Activation of the CNS leptin-melanocortin system differentially controls food intake, energy expenditure, blood glucose, and arterial pressure by activating distinct signalling pathways in the hypothalamic arcuate nucleus (ARC) and brainstem. Stimulation of leptin receptors (LepR) activates JAK2 tyrosine (Tyr) kinase, causing autophosphorylation of tyrosine residues on JAK2 and phosphorylation of Tyr985 and Tyr1138. Phosphorylation of Tyr985 activates SHP2/MAPK and phosphorylation of Tyr1183 activates STAT3 which mediates several effects of leptin while increasing transcription of SOCS3, which attenuates LepR-mediated signalling. PTP1B is increased in obesity and reduces leptin signalling by dephosphorylation of JAK2. LepR activation of POMC neurons stimulates release of α-MSH, which activates MC4R in neurons in the paraventricular nucleus (PVN), and nucleus tractus solitaries (NTS) and dorsal motor nucleus of the vagus (DMV). ARC, arcuate nucleus; IRS2, insulin receptor substrate 2; RSNA, renal sympathetic nerve activity; and RVLM, rostral ventrolateral medulla.

Figure 3

Possible mechanisms of renal tubular mineralocorticoid receptor (MR) activation, increased renal sodium reabsorption, and hypertension in obesity. Obesity increases angiotensin II which stimulates secretion of aldosterone, normally the primary agonist of renal tubular MR. Adipokines, such as leptin, may also stimulate aldosterone secretion and obesity may cause MR activation via aldosterone-independent mechanisms such as increased renal tubular expression of Rac 1, a small GTP-binding protein member of the Rho family of GTPases. Cortisol may also activate MR in obesity via down-regulation of 11β-HSD2, which normally converts cortisol to cortisone, a glucocorticoid that does not avidly bind MR.

Figure 4

Possible mechanisms of inflammation and insulin resistance associated with excessive adipocyte hypertrophy. Small adipocytes secrete adiponectin locally and into the circulation, promoting insulin sensitivity and lipid storage. Hypertrophied adipocytes become hypoxic, leading to secretion of inflammatory cytokines and recruitment of circulating monocytes/lymphocytes into the tissue, which also secrete inflammatory cytokines. Within the microenvironment of hypertrophied adipocytes, immune cells are also hypoxic, leading to metabolic reprogramming that supports pro-inflammatory phenotypic switching and inflammation. This inflammation decreases insulin sensitivity, leading to hyperglycaemia and hyperlipidaemia.
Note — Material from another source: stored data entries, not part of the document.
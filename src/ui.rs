//! Host Collaborator Interfaces
//!
//! The graphical shell owns every real dialog and progress widget; the core
//! only sees these seams. Both traits ship non-interactive defaults so the
//! scheduler works unchanged in headless runs.

use std::sync::Arc;

use tokio_util::sync::CancellationToken;

/// Yes/no confirmation facility
///
/// In any non-interactive execution mode implementations must return the
/// supplied default without blocking.
pub trait Confirm: Send + Sync {
    fn confirm(&self, title: &str, text: &str, default: bool) -> bool;
}

/// Confirmation facility that never blocks and always answers the default
#[derive(Debug, Default, Clone)]
pub struct NonInteractiveConfirm;

impl Confirm for NonInteractiveConfirm {
    fn confirm(&self, title: &str, text: &str, default: bool) -> bool {
        log::info!("confirm [{}] {}: defaulting to {}", title, text, default);
        default
    }
}

/// Live progress handle for one long-running operation
pub trait ProgressHandle: Send + Sync {
    /// Change the maximum; 0 denotes indeterminate progress
    fn set_maximum(&self, maximum: u64);

    /// Report the current position and status text
    fn update(&self, current: u64, text: &str);

    /// Whether the user asked to cancel
    fn canceled(&self) -> bool;

    /// Release the handle
    fn close(&self);
}

/// Factory for progress handles
pub trait Progress: Send + Sync {
    /// Open a progress handle; `maximum == 0` denotes indeterminate progress
    fn start(&self, title: &str, text: &str, maximum: u64, cancelable: bool) -> Box<dyn ProgressHandle>;
}

/// Progress factory that renders nothing
///
/// Cancelable handles still observe the run's cancellation token, so a
/// headless host can interrupt long enumerations.
#[derive(Default, Clone)]
pub struct SilentProgress {
    cancel: Option<CancellationToken>,
}

impl SilentProgress {
    pub fn new() -> Self {
        Self { cancel: None }
    }

    /// Wire cancelable handles to the run's cancellation token
    pub fn with_cancellation(token: CancellationToken) -> Self {
        Self { cancel: Some(token) }
    }
}

impl Progress for SilentProgress {
    fn start(&self, title: &str, _text: &str, maximum: u64, cancelable: bool) -> Box<dyn ProgressHandle> {
        log::debug!("progress [{}] started (maximum={})", title, maximum);
        Box::new(SilentHandle {
            cancel: if cancelable { self.cancel.clone() } else { None },
        })
    }
}

struct SilentHandle {
    cancel: Option<CancellationToken>,
}

impl ProgressHandle for SilentHandle {
    fn set_maximum(&self, _maximum: u64) {}

    fn update(&self, _current: u64, _text: &str) {}

    fn canceled(&self) -> bool {
        self.cancel.as_ref().is_some_and(|c| c.is_cancelled())
    }

    fn close(&self) {}
}

/// Shared confirmation facility handle
pub type SharedConfirm = Arc<dyn Confirm>;

/// Shared progress factory handle
pub type SharedProgress = Arc<dyn Progress>;

#[cfg(test)]
mod tests {
    use super::*;

    #[test]
    fn test_noninteractive_confirm_returns_default() {
        let confirm = NonInteractiveConfirm;
        assert!(confirm.confirm("Delete artifacts?", "Remove dist/", true));
        assert!(!confirm.confirm("Delete artifacts?", "Remove dist/", false));
    }

    #[test]
    fn test_silent_progress_cancellation() {
        let token = CancellationToken::new();
        let progress = SilentProgress::with_cancellation(token.clone());

        let handle = progress.start("scan", "walking workspace", 0, true);
        assert!(!handle.canceled());
        token.cancel();
        assert!(handle.canceled());

        // Non-cancelable handles never report canceled
        let fixed = progress.start("scan", "walking workspace", 10, false);
        assert!(!fixed.canceled());
        fixed.close();
    }
}
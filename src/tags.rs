//! Tag Score Table
//!
//! Maps descriptive category keywords to ordering scores. Lower scores bias a
//! plugin to run earlier, but only as a tie-break among plugins with equal
//! priority and no forced dependency ordering.

use std::collections::HashMap;

use crate::descriptor::PluginDescriptor;

/// Score assigned to unknown tags and to tagless plugins
pub const DEFAULT_TAG_SCORE: i32 = 100;

/// Static category keyword to score lookup
#[derive(Debug, Clone)]
pub struct TagScoreTable {
    scores: HashMap<&'static str, i32>,
}

impl TagScoreTable {
    /// Build the standard table
    pub fn new() -> Self {
        let mut scores = HashMap::new();

        // Workspace hygiene runs first
        for tag in ["clean", "cleanup", "sanitize", "prune", "tidy"] {
            scores.insert(tag, 0);
        }
        // Validation / presence of inputs
        for tag in ["validation", "presence", "check", "requirements"] {
            scores.insert(tag, 10);
        }
        // Preparation / generation / fetch
        for tag in [
            "prepare",
            "codegen",
            "generate",
            "fetch",
            "resources",
            "download",
            "install",
            "bootstrap",
            "configure",
        ] {
            scores.insert(tag, 20);
        }
        // Conformity / headers ahead of linters
        for tag in [
            "license",
            "header",
            "normalize",
            "inject",
            "spdx",
            "banner",
            "copyright",
        ] {
            scores.insert(tag, 30);
        }
        // Lint / format / typing
        for tag in ["lint", "format", "style", "typecheck"] {
            scores.insert(tag, 40);
        }
        // Transform passes run last before the compiler
        for tag in ["obfuscation", "obfuscate", "transpile", "protect", "encrypt"] {
            scores.insert(tag, 50);
        }

        Self { scores }
    }

    /// Score for a single lowercase tag
    pub fn score_for_tag(&self, tag: &str) -> i32 {
        self.scores.get(tag).copied().unwrap_or(DEFAULT_TAG_SCORE)
    }

    /// Score for a descriptor: minimum over its tags, default when tagless
    pub fn score(&self, descriptor: &PluginDescriptor) -> i32 {
        descriptor
            .tags()
            .iter()
            .map(|t| self.score_for_tag(t))
            .min()
            .unwrap_or(DEFAULT_TAG_SCORE)
    }
}

impl Default for TagScoreTable {
    fn default() -> Self {
        Self::new()
    }
}
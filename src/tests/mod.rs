//! Plugin system test suite
//!
//! Shared mock plugins plus per-area tests, kept alongside the modules they
//! exercise.


mod discovery_tests;
//! Plugin Descriptors
//!
//! Immutable identity and metadata for a registered plugin. A descriptor is
//! validated once at construction and never mutated afterwards.

use serde::{Deserialize, Serialize};

use crate::error::{PluginError, PluginResult};

/// Plugin metadata and identity
///
/// The `id` is the stable unique key within a registry. Tags are descriptive
/// category keywords consulted as an ordering tie-break; they are lowercased
/// at construction but keep their declared order for display.
#[derive(Debug, Clone, PartialEq, Eq, Serialize, Deserialize)]
pub struct PluginDescriptor {
    /// Stable unique identifier
    id: String,

    /// Human-readable name
    pub name: String,

    /// Plugin version string
    pub version: String,

    /// Short description
    pub description: String,

    /// Plugin author
    pub author: String,

    /// Category tags, lowercase, declared order preserved
    tags: Vec<String>,
}

impl PluginDescriptor {
    /// Create a new descriptor
    ///
    /// Fails with [`PluginError::InvalidMetadata`] when the id is empty after
    /// trimming.
    pub fn new<S: Into<String>>(id: S, name: S, version: S) -> PluginResult<Self> {
        let id = id.into().trim().to_string();
        if id.is_empty() {
            return Err(PluginError::invalid_metadata("plugin id must not be empty"));
        }
        Ok(Self {
            id,
            name: name.into(),
            version: version.into(),
            description: String::new(),
            author: String::new(),
            tags: Vec::new(),
        })
    }

    /// Set the description
    pub fn with_description<S: Into<String>>(mut self, description: S) -> Self {
        self.description = description.into();
        self
    }

    /// Set the author
    pub fn with_author<S: Into<String>>(mut self, author: S) -> Self {
        self.author = author.into();
        self
    }

    /// Set category tags
    ///
    /// Tags are trimmed and lowercased; empty entries are dropped. Declared
    /// order is preserved for display, scoring is order-independent.
    pub fn with_tags<I, S>(mut self, tags: I) -> Self
    where
        I: IntoIterator<Item = S>,
        S: AsRef<str>,
    {
        self.tags = tags
            .into_iter()
            .map(|t| t.as_ref().trim().to_lowercase())
            .filter(|t| !t.is_empty())
            .collect();
        self
    }

    /// The unique plugin id
    pub fn id(&self) -> &str {
        &self.id
    }

    /// The normalized category tags
    pub fn tags(&self) -> &[String] {
        &self.tags
    }
}

impl std::fmt::Display for PluginDescriptor {
    fn fmt(&self, f: &mut std::fmt::Formatter<'_>) -> std::fmt::Result {
        write!(f, "{} v{}", self.id, self.version)
    }
}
HIF-1α, hypoxia-inducible factor 1-alpha; OXPHOS, oxidative phosphorylation; Th17, T helper subset 17 lymphocyte; Treg, T regulatory lymphocyte.

Figure 5

Summary of mechanisms by which obesity initiates development of hypertension and renal injury. Metabolic abnormalities interact synergistically with hypertension to cause renal injury which, in turn, may expose antigens/neoantigens and activate immune/inflammatory mechanisms that exacerbate kidney injury and hypertension. SNS, Sympathetic nervous system; RAAS, renin–angiotensin–aldosterone system.